◆ **Material provided**:
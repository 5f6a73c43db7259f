//! Heading sequence validation.
//!
//! Given the heading levels of a page in document order, decides whether the
//! levels appear in non-decreasing order and which expected levels are absent.
//! The check scans the *reference* order (`h1`→`h6`), not the input order: for
//! each expected level it asks whether that level's first occurrence comes
//! after the latest occurrence already accounted for. This differs from a
//! naive consecutive-pair scan on inputs with repeats or gaps.

use std::str::FromStr;

use super::heading::HeadingLevel;

/// Policy deciding what a valid heading sequence requires.
///
/// Both variants were observed as the intended contract at different points;
/// the choice is a documented knob, not something to resolve silently.
#[derive(Debug, Clone, Copy, Default, PartialEq, Eq)]
pub enum SequencePolicy {
    /// Valid only when every level `h1`–`h6` is present *and* in order.
    #[default]
    Strict,
    /// Valid when the levels that do appear are in order; gaps are allowed.
    OrderOnly,
}

impl SequencePolicy {
    /// Maps the `require_no_gaps` configuration flag onto a policy.
    #[must_use]
    pub const fn from_require_no_gaps(require_no_gaps: bool) -> Self {
        if require_no_gaps {
            Self::Strict
        } else {
            Self::OrderOnly
        }
    }
}

/// Outcome of checking one observed heading sequence.
#[derive(Debug, Clone, PartialEq, Eq)]
pub struct SequenceReport {
    observed: Vec<HeadingLevel>,
    missing: Vec<HeadingLevel>,
    violations: Vec<HeadingLevel>,
}

impl SequenceReport {
    /// The normalized input, one entry per heading element in document order.
    #[must_use]
    pub fn observed(&self) -> &[HeadingLevel] {
        &self.observed
    }

    /// Levels in `h1`–`h6` absent from the observed sequence.
    ///
    /// Ascending and free of duplicates by construction.
    #[must_use]
    pub fn missing(&self) -> &[HeadingLevel] {
        &self.missing
    }

    /// Levels whose first occurrence broke monotonicity relative to the
    /// furthest occurrence already accounted for.
    #[must_use]
    pub fn violations(&self) -> &[HeadingLevel] {
        &self.violations
    }

    /// True when no level occurred out of order.
    #[must_use]
    pub fn is_ordered(&self) -> bool {
        self.violations.is_empty()
    }

    /// True when every level `h1`–`h6` occurred at least once.
    #[must_use]
    pub fn is_complete(&self) -> bool {
        self.missing.is_empty()
    }

    /// Whether the sequence is valid under the given policy.
    #[must_use]
    pub fn is_valid(&self, policy: SequencePolicy) -> bool {
        match policy {
            SequencePolicy::Strict => self.is_ordered() && self.is_complete(),
            SequencePolicy::OrderOnly => self.is_ordered(),
        }
    }

    /// Human-readable summary suitable for a report comment.
    #[must_use]
    pub fn summary(&self, policy: SequencePolicy) -> String {
        if self.is_valid(policy) {
            return "Tag sequence is correct.".to_string();
        }

        let mut parts = Vec::new();
        if !self.missing.is_empty() && policy == SequencePolicy::Strict {
            parts.push(format!("Missing tags: {}", join_levels(&self.missing)));
        }
        if !self.violations.is_empty() {
            parts.push(format!("Broken sequence: {}", join_levels(&self.observed)));
        }
        parts.join(" ")
    }
}

fn join_levels(levels: &[HeadingLevel]) -> String {
    levels
        .iter()
        .map(ToString::to_string)
        .collect::<Vec<_>>()
        .join(", ")
}

/// Checks an observed heading sequence against the reference order `h1`→`h6`.
///
/// For each expected level, the first-occurrence index within `levels` must
/// not precede the furthest first-occurrence index already accounted for.
/// A level that never occurs is reported as missing, never as a violation.
/// Total and side-effect-free for every input.
#[must_use]
pub fn check_sequence(levels: &[HeadingLevel]) -> SequenceReport {
    let mut missing = Vec::new();
    let mut violations = Vec::new();
    // Sentinel below any valid index; tracks the furthest in-order occurrence.
    let mut last_index = None;

    for expected in HeadingLevel::ALL {
        match levels.iter().position(|&level| level == expected) {
            Some(index) => {
                if last_index.is_some_and(|last| index < last) {
                    violations.push(expected);
                } else {
                    last_index = Some(index);
                }
            }
            None => missing.push(expected),
        }
    }

    SequenceReport {
        observed: levels.to_vec(),
        missing,
        violations,
    }
}

/// Error returned when a supplied tag name is not a heading tag.
///
/// A value outside `h1`–`h6` indicates a defect in the caller's extraction
/// logic, so validation fails fast rather than coercing or skipping.
#[derive(Debug, thiserror::Error, PartialEq, Eq)]
#[error("unrecognised heading tag '{value}' at position {position}")]
pub struct PreconditionError {
    /// The offending tag name, as supplied.
    pub value: String,
    /// Zero-based position of the offending entry in the input.
    pub position: usize,
}

/// Validates a sequence of heading tag names as extracted from a page.
///
/// Tag names are matched case-insensitively (`"H2"` and `"h2"` are
/// equivalent).
///
/// # Errors
///
/// Returns [`PreconditionError`] identifying the first entry that is not a
/// heading tag name.
pub fn validate_tags<S: AsRef<str>>(tags: &[S]) -> Result<SequenceReport, PreconditionError> {
    let levels = tags
        .iter()
        .enumerate()
        .map(|(position, tag)| {
            HeadingLevel::from_str(tag.as_ref()).map_err(|_| PreconditionError {
                value: tag.as_ref().to_string(),
                position,
            })
        })
        .collect::<Result<Vec<_>, _>>()?;

    Ok(check_sequence(&levels))
}

#[cfg(test)]
mod tests {
    use test_case::test_case;

    use super::*;
    use crate::domain::heading::HeadingLevel::{H1, H2, H3, H4, H5, H6};

    #[test]
    fn complete_sequence_is_valid_under_both_policies() {
        let report = validate_tags(&["h1", "h2", "h3", "h4", "h5", "h6"]).unwrap();
        assert!(report.missing().is_empty());
        assert!(report.violations().is_empty());
        assert!(report.is_valid(SequencePolicy::Strict));
        assert!(report.is_valid(SequencePolicy::OrderOnly));
    }

    #[test]
    fn single_missing_level_fails_strict_only() {
        let report = validate_tags(&["h1", "h2", "h4", "h5", "h6"]).unwrap();
        assert_eq!(report.missing(), &[H3]);
        assert!(report.violations().is_empty());
        assert!(!report.is_valid(SequencePolicy::Strict));
        assert!(report.is_valid(SequencePolicy::OrderOnly));
    }

    #[test]
    fn out_of_order_level_is_a_violation() {
        // h1 first occurs at index 1, so h2's occurrence at index 0 is out of
        // order; h3 at index 2 is fine.
        let report = validate_tags(&["h2", "h1", "h3"]).unwrap();
        assert_eq!(report.violations(), &[H2]);
        assert_eq!(report.missing(), &[H4, H5, H6]);
        assert!(!report.is_valid(SequencePolicy::Strict));
        assert!(!report.is_valid(SequencePolicy::OrderOnly));
    }

    #[test]
    fn empty_input_has_all_levels_missing() {
        let report = check_sequence(&[]);
        assert_eq!(report.missing(), &[H1, H2, H3, H4, H5, H6]);
        assert!(report.violations().is_empty());
        assert!(!report.is_valid(SequencePolicy::Strict));
        // Vacuously ordered.
        assert!(report.is_valid(SequencePolicy::OrderOnly));
    }

    #[test]
    fn repeated_levels_do_not_break_ordering() {
        let report = validate_tags(&["h1", "h2", "h2", "h3", "h4", "h5", "h6"]).unwrap();
        assert!(report.missing().is_empty());
        assert!(report.violations().is_empty());
        assert!(report.is_valid(SequencePolicy::Strict));
    }

    #[test]
    fn case_insensitive_input() {
        let upper = validate_tags(&["H1", "H2", "H3", "H4", "H5", "H6"]).unwrap();
        let lower = validate_tags(&["h1", "h2", "h3", "h4", "h5", "h6"]).unwrap();
        assert_eq!(upper, lower);
    }

    #[test]
    fn first_occurrence_decides_ordering() {
        // h2 first occurs at index 0 even though it also appears after h1.
        let report = validate_tags(&["h2", "h1", "h2"]).unwrap();
        assert_eq!(report.violations(), &[H2]);
    }

    #[test]
    fn violation_does_not_advance_the_ordering_cursor() {
        // h1 at index 2, h2 at index 0, h3 at index 1. h2 is a violation
        // against h1's index; the cursor stays at 2, so h3 is one too.
        let report = validate_tags(&["h2", "h3", "h1"]).unwrap();
        assert_eq!(report.violations(), &[H2, H3]);
    }

    #[test]
    fn absent_level_is_reported_once_and_never_as_violation() {
        let report = validate_tags(&["h3", "h1"]).unwrap();
        assert_eq!(report.missing(), &[H2, H4, H5, H6]);
        assert_eq!(report.violations(), &[H3]);
    }

    // Totality over a sample of well-formed inputs, including degenerate ones.
    #[test_case(&[]; "empty")]
    #[test_case(&["h6"]; "single deepest")]
    #[test_case(&["h6", "h5", "h4", "h3", "h2", "h1"]; "fully reversed")]
    #[test_case(&["h1", "h1", "h1"]; "all repeats")]
    #[test_case(&["H3", "h3", "H1"]; "mixed case")]
    fn validate_is_total_for_well_formed_input(tags: &[&str]) {
        let report = validate_tags(tags).unwrap();
        assert_eq!(report.observed().len(), tags.len());
    }

    #[test]
    fn non_heading_tag_fails_fast_with_position() {
        let err = validate_tags(&["h1", "div", "h2"]).unwrap_err();
        assert_eq!(
            err,
            PreconditionError {
                value: "div".to_string(),
                position: 1
            }
        );
        assert_eq!(
            err.to_string(),
            "unrecognised heading tag 'div' at position 1"
        );
    }

    #[test]
    fn summary_reports_correct_sequence() {
        let report = validate_tags(&["h1", "h2", "h3", "h4", "h5", "h6"]).unwrap();
        assert_eq!(
            report.summary(SequencePolicy::Strict),
            "Tag sequence is correct."
        );
    }

    #[test]
    fn summary_reports_missing_and_broken() {
        let report = validate_tags(&["h2", "h1", "h3"]).unwrap();
        assert_eq!(
            report.summary(SequencePolicy::Strict),
            "Missing tags: h4, h5, h6 Broken sequence: h2, h1, h3"
        );
    }

    #[test]
    fn summary_ignores_gaps_under_order_only_policy() {
        let report = validate_tags(&["h1", "h2", "h4"]).unwrap();
        assert_eq!(
            report.summary(SequencePolicy::OrderOnly),
            "Tag sequence is correct."
        );
    }

    #[test]
    fn policy_from_flag() {
        assert_eq!(
            SequencePolicy::from_require_no_gaps(true),
            SequencePolicy::Strict
        );
        assert_eq!(
            SequencePolicy::from_require_no_gaps(false),
            SequencePolicy::OrderOnly
        );
    }
}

◆ **Work item**: Reproduce, exactly and without additions, the run of lines from the start of the listing above to the line bearing "input order: for", inclusive.

◆ **Solution**:
repository 5f6a73c43db7259f
//! Heading sequence validation.
//!
//! Given the heading levels of a page in document order, decides whether the
//! levels appear in non-decreasing order and which expected levels are absent.
//! The check scans the *reference* order (`h1`→`h6`), not the input order: for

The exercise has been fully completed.